* **WHAT THE TASK REQUIRES**:
Narrow the data below down to the lines containing "filename".

Entries taken from a collection:
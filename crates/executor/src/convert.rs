//! Error conversion from engine errors.
//!
//! Domain outcomes keep their class; everything the client cannot act on
//! becomes `Internal` with the original text kept for logging.

use crate::Error;
use buildseq_core::Error as CoreError;

impl From<CoreError> for Error {
    fn from(err: CoreError) -> Self {
        match err {
            CoreError::SeriesNotFound(series) => Error::SeriesNotFound {
                series: series.to_string(),
            },
            CoreError::BuildNotFound { series, commit } => Error::BuildNotFound {
                series: series.to_string(),
                commit,
            },
            CoreError::Overflow(series) => Error::Overflow {
                series: series.to_string(),
            },
            err @ CoreError::DuplicateCommit { .. } => Error::Conflict {
                reason: err.to_string(),
            },
            // Lost races that say nothing about the commit
            err @ (CoreError::Conflict(_)
            | CoreError::RetriesExhausted { .. }
            | CoreError::DuplicateSeries(_)
            | CoreError::DuplicateBuildNumber { .. }) => Error::Busy {
                reason: err.to_string(),
            },
            other => Error::Internal {
                reason: other.to_string(),
            },
        }
    }
}
//! Sharded Series/Build store
//!
//! One shard per series, held in a DashMap. Reads take the shard's read
//! guard; batches take the entry's write guard, so a batch is applied
//! atomically with respect to readers of the same series and never blocks
//! readers or writers of other series for longer than a map bucket lock.
//!
//! # Design
//!
//! - DashMap: sharded by SeriesKey, no cross-series contention
//! - FxHashMap inside each shard: O(1) commit and build-number lookups
//! - Versions: each shard carries the commit version of the last batch that
//!   touched it; absent series have version 0
//! - Surrogate ids: handed out by atomic counters, resumed past the maximum
//!   seen when batches are replayed

use buildseq_core::{
    BuildId, BuildNumber, BuildRecord, Error, Result, SeriesId, SeriesKey, SeriesRecord, Storage,
    Versioned,
};
use dashmap::mapref::entry::Entry;
use dashmap::DashMap;
use std::sync::atomic::{AtomicU64, Ordering};
use tracing::trace;

use crate::batch::WriteBatch;
use crate::shard::SeriesShard;

/// In-memory Series/Build tables
///
/// # Thread Safety
///
/// All operations are thread-safe. Batches for different series proceed in
/// parallel; batches for the same series are applied one at a time.
///
/// # Example
///
/// ```ignore
/// use buildseq_storage::LedgerStore;
/// use std::sync::Arc;
///
/// let store = Arc::new(LedgerStore::new());
/// store.apply_batch(&batch, 1)?;
/// ```
pub struct LedgerStore {
    shards: DashMap<SeriesKey, SeriesShard>,
    /// Highest commit version applied
    version: AtomicU64,
    /// Next series id to hand out
    next_series_id: AtomicU64,
    /// Next build id to hand out
    next_build_id: AtomicU64,
}

impl LedgerStore {
    /// Create an empty store
    pub fn new() -> Self {
        Self::with_capacity(0)
    }

    /// Create with expected number of series
    pub fn with_capacity(num_series: usize) -> Self {
        Self {
            shards: DashMap::with_capacity(num_series),
            version: AtomicU64::new(0),
            next_series_id: AtomicU64::new(1),
            next_build_id: AtomicU64::new(1),
        }
    }

    /// Highest commit version applied
    #[inline]
    pub fn version(&self) -> u64 {
        self.version.load(Ordering::Acquire)
    }

    /// Raise the version (used during recovery)
    pub fn set_version(&self, version: u64) {
        self.version.fetch_max(version, Ordering::AcqRel);
    }

    /// Reserve the next series id
    pub fn allocate_series_id(&self) -> SeriesId {
        SeriesId(self.next_series_id.fetch_add(1, Ordering::AcqRel))
    }

    /// Reserve the next build id
    pub fn allocate_build_id(&self) -> BuildId {
        BuildId(self.next_build_id.fetch_add(1, Ordering::AcqRel))
    }

    /// Number of series
    pub fn series_count(&self) -> usize {
        self.shards.len()
    }

    /// Number of builds across all series
    pub fn build_count(&self) -> usize {
        self.shards.iter().map(|entry| entry.value().len()).sum()
    }

    /// Number of builds in one series (0 if unknown)
    pub fn build_count_in(&self, key: &SeriesKey) -> usize {
        self.shards.get(key).map(|shard| shard.len()).unwrap_or(0)
    }

    /// True if the series exists
    pub fn contains_series(&self, key: &SeriesKey) -> bool {
        self.shards.contains_key(key)
    }

    /// All series rows ordered by (major, minor)
    pub fn all_series(&self) -> Vec<SeriesRecord> {
        let mut records: Vec<SeriesRecord> = self
            .shards
            .iter()
            .map(|entry| entry.value().record().clone())
            .collect();
        records.sort_by_key(|r| r.key);
        records
    }

    // ========================================================================
    // Batches
    // ========================================================================

    /// Check a batch against every store constraint without applying it
    pub fn check_batch(&self, batch: &WriteBatch) -> Result<()> {
        let shard = self.shards.get(&batch.series);
        check_against(shard.as_deref(), batch)
    }

    /// Apply a batch atomically, stamping the series with `version`
    ///
    /// The batch is checked under the series' entry lock; on error nothing
    /// is modified.
    pub fn apply_batch(&self, batch: &WriteBatch, version: u64) -> Result<()> {
        match self.shards.entry(batch.series) {
            Entry::Occupied(mut occupied) => {
                check_against(Some(occupied.get()), batch)?;
                if batch.delete_series {
                    occupied.remove();
                } else {
                    occupied.get_mut().insert_builds(&batch.builds, version)?;
                }
            }
            Entry::Vacant(vacant) => {
                check_against(None, batch)?;
                if let Some(record) = &batch.create_series {
                    let mut shard = SeriesShard::new(record.clone(), version);
                    shard.insert_builds(&batch.builds, version)?;
                    vacant.insert(shard);
                    self.next_series_id
                        .fetch_max(record.id.as_u64() + 1, Ordering::AcqRel);
                }
            }
        }

        if let Some(max_id) = batch.builds.iter().map(|b| b.id.as_u64()).max() {
            self.next_build_id.fetch_max(max_id + 1, Ordering::AcqRel);
        }
        self.version.fetch_max(version, Ordering::AcqRel);
        trace!(
            target: "buildseq::storage",
            series = %batch.series,
            rows = batch.len(),
            version,
            "Applied batch"
        );
        Ok(())
    }
}

impl Default for LedgerStore {
    fn default() -> Self {
        Self::new()
    }
}

/// Constraint check for a batch against the current shard of its series
fn check_against(shard: Option<&SeriesShard>, batch: &WriteBatch) -> Result<()> {
    if batch.delete_series && (batch.create_series.is_some() || !batch.builds.is_empty()) {
        return Err(Error::invalid_input(
            "a batch cannot delete a series and write to it",
        ));
    }

    if let Some(record) = &batch.create_series {
        if record.key != batch.series {
            return Err(Error::invalid_input(format!(
                "series row {} filed under batch for {}",
                record.key, batch.series
            )));
        }
        if shard.is_some() {
            return Err(Error::DuplicateSeries(batch.series));
        }
        let fresh = SeriesShard::new(record.clone(), 0);
        return fresh.check_builds(&batch.builds);
    }

    match shard {
        Some(shard) if batch.delete_series => {
            if shard.is_empty() {
                Ok(())
            } else {
                Err(Error::SeriesProtected {
                    series: batch.series,
                    builds: shard.len(),
                })
            }
        }
        Some(shard) => shard.check_builds(&batch.builds),
        None if batch.delete_series => Err(Error::SeriesNotFound(batch.series)),
        None => match batch.builds.first() {
            Some(build) => Err(Error::DanglingBuild(build.series_id)),
            None => Ok(()),
        },
    }
}

impl Storage for LedgerStore {
    fn get_series(&self, key: &SeriesKey) -> Result<Versioned<Option<SeriesRecord>>> {
        Ok(match self.shards.get(key) {
            Some(shard) => Versioned::new(Some(shard.record().clone()), shard.version()),
            None => Versioned::new(None, 0),
        })
    }

    fn get_build(&self, key: &SeriesKey, commit: &str) -> Result<Versioned<Option<BuildRecord>>> {
        Ok(match self.shards.get(key) {
            Some(shard) => {
                Versioned::new(shard.build_for_commit(commit).cloned(), shard.version())
            }
            None => Versioned::new(None, 0),
        })
    }

    fn max_build_number(&self, key: &SeriesKey) -> Result<Versioned<Option<BuildNumber>>> {
        Ok(match self.shards.get(key) {
            Some(shard) => Versioned::new(shard.max_build_number(), shard.version()),
            None => Versioned::new(None, 0),
        })
    }

    fn list_builds(&self, key: &SeriesKey) -> Result<Option<(SeriesRecord, Vec<BuildRecord>)>> {
        Ok(self
            .shards
            .get(key)
            .map(|shard| (shard.record().clone(), shard.sorted_builds())))
    }

    fn series_version(&self, key: &SeriesKey) -> Result<u64> {
        Ok(self.shards.get(key).map(|shard| shard.version()).unwrap_or(0))
    }

    fn current_version(&self) -> u64 {
        self.version()
    }
}
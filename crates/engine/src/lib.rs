//! Database engine for buildseq
//!
//! This crate orchestrates the lower layers:
//! - Database: open/ephemeral lifecycle, data-dir lock, config file,
//!   recovery, transaction API with retry
//! - TransactionCoordinator: transaction metrics around the commit path
//! - Allocator: find-or-create of series and gap-free build numbers

#![warn(missing_docs)]
#![warn(clippy::all)]

pub mod allocator;
pub mod coordinator;
pub mod database;

pub use allocator::{Allocation, AllocationOutcome, Allocator, SeriesListing};
pub use coordinator::{TransactionCoordinator, TransactionMetrics};
pub use database::{BuildSeqConfig, Database, RetryConfig, CONFIG_FILE_NAME};
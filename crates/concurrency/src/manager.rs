//! Transaction manager for coordinating commit operations
//!
//! ## Commit Sequence
//!
//! ```text
//! 1. mark_validating()        Active → Validating
//! 2. take the series' commit lock
//! 3. validate_transaction()   read set against the store
//! 4. IF conflicts: abort, return ValidationFailed
//! 5. materialize the batch    ids, timestamps
//! 6. store.check_batch()      store constraints, before anything is logged
//! 7. allocate commit version
//! 8. WAL append               BeginTxn, rows, CommitTxn (DURABILITY POINT)
//! 9. store.apply_batch()      visibility
//! 10. mark_committed()
//! ```
//!
//! A crash before step 8 completes leaves no committed transaction in the
//! log; after it, recovery replays the transaction.
//!
//! Commits for different series never share a lock. Within one series, the
//! lock serializes validate-to-apply, which is what makes the per-series
//! version a sufficient read set.

use crate::transaction::{CommitError, TransactionContext};
use crate::validation::validate_transaction;
use buildseq_core::{BuildRecord, Result, SeriesKey, SeriesRecord, Storage};
use buildseq_durability::WAL;
use buildseq_storage::{LedgerStore, WriteBatch};
use chrono::Utc;
use dashmap::DashMap;
use parking_lot::Mutex;
use std::sync::atomic::{AtomicU64, Ordering};
use std::sync::Arc;
use tracing::{debug, error};

/// Outcome of a successful commit
#[derive(Debug, Clone)]
pub struct CommitReceipt {
    /// Transaction id
    pub txn_id: u64,
    /// Commit version (the current version for read-only transactions)
    pub version: u64,
    /// Rows written, with their assigned ids and timestamps
    pub batch: WriteBatch,
}

impl CommitReceipt {
    /// Series row created by the transaction, if any
    pub fn created_series(&self) -> Option<&SeriesRecord> {
        self.batch.create_series.as_ref()
    }

    /// Build rows created by the transaction
    pub fn created_builds(&self) -> &[BuildRecord] {
        &self.batch.builds
    }
}

/// Manages transaction lifecycle and atomic commits
pub struct TransactionManager {
    /// Global version counter, incremented once per committed write transaction
    version: AtomicU64,
    /// Next transaction ID
    next_txn_id: AtomicU64,
    /// One commit lock per series
    commit_locks: DashMap<SeriesKey, Arc<Mutex<()>>>,
}

impl TransactionManager {
    /// Create a new transaction manager
    pub fn new(initial_version: u64) -> Self {
        Self::with_txn_id(initial_version, 0)
    }

    /// Create a manager whose transaction ids continue after `max_txn_id`
    ///
    /// Used after recovery so new transactions never reuse an id in the WAL.
    pub fn with_txn_id(initial_version: u64, max_txn_id: u64) -> Self {
        TransactionManager {
            version: AtomicU64::new(initial_version),
            next_txn_id: AtomicU64::new(max_txn_id + 1),
            commit_locks: DashMap::new(),
        }
    }

    /// Current global version
    pub fn current_version(&self) -> u64 {
        self.version.load(Ordering::SeqCst)
    }

    /// Allocate next transaction ID
    pub fn next_txn_id(&self) -> u64 {
        self.next_txn_id.fetch_add(1, Ordering::SeqCst)
    }

    /// Allocate next commit version
    pub fn allocate_version(&self) -> u64 {
        self.version.fetch_add(1, Ordering::SeqCst) + 1
    }

    /// Start a transaction on `series`
    pub fn begin(&self, series: SeriesKey) -> TransactionContext {
        let txn = TransactionContext::new(self.next_txn_id(), series, self.current_version());
        debug!(target: "buildseq::txn", txn_id = txn.txn_id, %series, "Transaction started");
        txn
    }

    fn series_lock(&self, series: SeriesKey) -> Arc<Mutex<()>> {
        Arc::clone(
            self.commit_locks
                .entry(series)
                .or_insert_with(|| Arc::new(Mutex::new(())))
                .value(),
        )
    }

    /// Commit a transaction atomically
    ///
    /// With `wal` set, the batch is logged before it is applied. Without it
    /// (ephemeral databases) the batch is applied directly.
    ///
    /// # Errors
    ///
    /// - `ValidationFailed` if the read set is stale or a buffered row was
    ///   committed by another transaction first
    /// - `InvalidState` if the transaction is not active
    /// - `Storage` if the store rejects the batch (nothing is logged)
    /// - `WALError` if logging fails (nothing is applied, and the WAL has
    ///   already cut the partial transaction back out)
    pub fn commit(
        &self,
        txn: &mut TransactionContext,
        store: &LedgerStore,
        wal: Option<&Mutex<WAL>>,
    ) -> std::result::Result<CommitReceipt, CommitError> {
        txn.mark_validating()?;

        let lock = self.series_lock(txn.series);
        let _guard = lock.lock();

        let validation = validate_transaction(txn, store).map_err(|e| {
            abort(txn, format!("validation failed: {}", e));
            CommitError::Storage(e)
        })?;
        if !validation.is_valid() {
            abort(txn, format!("{} conflict(s)", validation.conflict_count()));
            debug!(
                target: "buildseq::txn",
                txn_id = txn.txn_id,
                series = %txn.series,
                conflicts = validation.conflict_count(),
                "Transaction failed validation"
            );
            return Err(CommitError::ValidationFailed(validation));
        }

        if txn.is_read_only() {
            txn.mark_committed()?;
            return Ok(CommitReceipt {
                txn_id: txn.txn_id,
                version: self.current_version(),
                batch: WriteBatch::new(txn.series),
            });
        }

        let batch = materialize(txn, store).map_err(|e| {
            abort(txn, e.to_string());
            CommitError::Storage(e)
        })?;
        if let Err(e) = store.check_batch(&batch) {
            abort(txn, e.to_string());
            return Err(CommitError::Storage(e));
        }

        let version = self.allocate_version();
        if let Some(wal) = wal {
            if let Err(e) = wal.lock().append_transaction(txn.txn_id, version, &batch) {
                abort(txn, format!("WAL write failed: {}", e));
                return Err(CommitError::WALError(e.to_string()));
            }
        }

        if let Err(e) = store.apply_batch(&batch, version) {
            error!(
                target: "buildseq::txn",
                txn_id = txn.txn_id,
                version,
                error = %e,
                "Store rejected a logged batch; recovery will not replay this history"
            );
            abort(txn, e.to_string());
            return Err(CommitError::Storage(e));
        }

        txn.mark_committed()?;
        debug!(
            target: "buildseq::txn",
            txn_id = txn.txn_id,
            series = %txn.series,
            version,
            rows = batch.len(),
            "Transaction committed"
        );
        Ok(CommitReceipt {
            txn_id: txn.txn_id,
            version,
            batch,
        })
    }

    /// Explicitly abort a transaction
    ///
    /// Nothing is written anywhere; buffered writes are discarded.
    pub fn abort(&self, txn: &mut TransactionContext, reason: impl Into<String>) -> Result<()> {
        txn.mark_aborted(reason)
    }
}

fn abort(txn: &mut TransactionContext, reason: String) {
    // Only fails if the transaction is already terminal
    let _ = txn.mark_aborted(reason);
}

/// Turn buffered writes into fully materialized rows
///
/// Runs under the series' commit lock: the series row read here cannot
/// change before the batch is applied.
fn materialize(txn: &TransactionContext, store: &LedgerStore) -> Result<WriteBatch> {
    let now = Utc::now();
    let mut batch = WriteBatch::new(txn.series);

    let series_id = if txn.creates_series() {
        let record = SeriesRecord {
            id: store.allocate_series_id(),
            key: txn.series,
            created_on: now,
        };
        let id = record.id;
        batch.create_series = Some(record);
        Some(id)
    } else {
        store.get_series(&txn.series)?.value.map(|record| record.id)
    };

    if !txn.pending_builds().is_empty() {
        let series_id = series_id.ok_or(buildseq_core::Error::SeriesNotFound(txn.series))?;
        for pending in txn.pending_builds() {
            batch.builds.push(BuildRecord {
                id: store.allocate_build_id(),
                series_id,
                commit: pending.commit.clone(),
                build_number: pending.build_number,
                created_on: now,
            });
        }
    }

    batch.delete_series = txn.deletes_series();
    Ok(batch)
}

* **RESPONSE FOR THIS EXERCISE**:
filename crates/executor/src/convert.rs
filename crates/engine/src/lib.rs
filename crates/concurrency/src/manager.rs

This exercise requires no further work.